For the string "struct", find every matching line in the records and copy it.
Data supplied Start Marker
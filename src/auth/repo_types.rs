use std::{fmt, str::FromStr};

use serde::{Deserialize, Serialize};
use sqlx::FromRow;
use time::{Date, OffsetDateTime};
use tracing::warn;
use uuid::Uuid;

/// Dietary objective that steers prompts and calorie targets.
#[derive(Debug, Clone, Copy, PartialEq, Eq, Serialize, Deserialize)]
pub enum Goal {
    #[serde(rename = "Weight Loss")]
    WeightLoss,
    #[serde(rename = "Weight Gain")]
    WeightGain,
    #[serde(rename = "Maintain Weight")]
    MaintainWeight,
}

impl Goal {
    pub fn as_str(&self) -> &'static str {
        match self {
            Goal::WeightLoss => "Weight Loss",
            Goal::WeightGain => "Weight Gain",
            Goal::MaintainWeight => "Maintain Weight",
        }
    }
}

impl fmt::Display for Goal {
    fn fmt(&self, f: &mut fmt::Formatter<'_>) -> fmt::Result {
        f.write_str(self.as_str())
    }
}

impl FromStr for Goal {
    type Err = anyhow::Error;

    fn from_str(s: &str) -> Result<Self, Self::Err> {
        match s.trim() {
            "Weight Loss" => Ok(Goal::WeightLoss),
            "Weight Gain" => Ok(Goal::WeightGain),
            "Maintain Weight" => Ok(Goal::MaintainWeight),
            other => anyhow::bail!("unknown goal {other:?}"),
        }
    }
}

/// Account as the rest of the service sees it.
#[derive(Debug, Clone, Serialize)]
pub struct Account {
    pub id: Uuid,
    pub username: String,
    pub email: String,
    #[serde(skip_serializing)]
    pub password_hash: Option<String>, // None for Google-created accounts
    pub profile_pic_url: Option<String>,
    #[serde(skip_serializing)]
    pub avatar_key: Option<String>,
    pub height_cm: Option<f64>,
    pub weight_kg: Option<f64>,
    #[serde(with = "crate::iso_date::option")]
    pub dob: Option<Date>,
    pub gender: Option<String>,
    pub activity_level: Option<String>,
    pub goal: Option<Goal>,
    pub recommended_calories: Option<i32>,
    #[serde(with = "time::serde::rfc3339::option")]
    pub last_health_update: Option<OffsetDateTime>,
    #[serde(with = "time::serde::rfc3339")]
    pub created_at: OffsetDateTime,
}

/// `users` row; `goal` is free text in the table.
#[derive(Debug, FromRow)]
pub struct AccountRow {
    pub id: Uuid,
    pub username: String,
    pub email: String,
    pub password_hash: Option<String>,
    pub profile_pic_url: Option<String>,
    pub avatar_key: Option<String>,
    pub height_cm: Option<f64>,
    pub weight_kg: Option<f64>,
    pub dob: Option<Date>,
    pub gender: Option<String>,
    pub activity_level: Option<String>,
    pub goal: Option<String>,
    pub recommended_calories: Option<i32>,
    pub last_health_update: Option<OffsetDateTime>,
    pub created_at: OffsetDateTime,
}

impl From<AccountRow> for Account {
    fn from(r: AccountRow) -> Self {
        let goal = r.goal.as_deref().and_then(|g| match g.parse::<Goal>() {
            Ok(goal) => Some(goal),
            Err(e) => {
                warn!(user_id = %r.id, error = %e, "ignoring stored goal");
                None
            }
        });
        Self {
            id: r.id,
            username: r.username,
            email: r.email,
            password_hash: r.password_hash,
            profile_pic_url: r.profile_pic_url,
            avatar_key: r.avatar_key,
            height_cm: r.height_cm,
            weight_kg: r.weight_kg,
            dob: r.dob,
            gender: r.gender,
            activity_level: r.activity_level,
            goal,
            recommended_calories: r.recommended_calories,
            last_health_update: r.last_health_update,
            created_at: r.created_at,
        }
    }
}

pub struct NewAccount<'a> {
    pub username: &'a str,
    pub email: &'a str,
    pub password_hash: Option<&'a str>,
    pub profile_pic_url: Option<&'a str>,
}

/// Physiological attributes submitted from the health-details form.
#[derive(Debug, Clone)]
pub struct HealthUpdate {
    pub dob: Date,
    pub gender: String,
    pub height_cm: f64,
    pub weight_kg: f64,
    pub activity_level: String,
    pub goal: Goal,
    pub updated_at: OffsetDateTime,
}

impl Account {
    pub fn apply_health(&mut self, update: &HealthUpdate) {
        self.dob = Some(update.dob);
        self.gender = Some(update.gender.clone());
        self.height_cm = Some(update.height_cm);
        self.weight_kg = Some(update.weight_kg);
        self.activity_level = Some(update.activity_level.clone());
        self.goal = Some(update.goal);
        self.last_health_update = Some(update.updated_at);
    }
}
Data supplied End Marker
Response -
pub struct Account {
pub struct AccountRow {
pub struct NewAccount<'a> {
pub struct HealthUpdate {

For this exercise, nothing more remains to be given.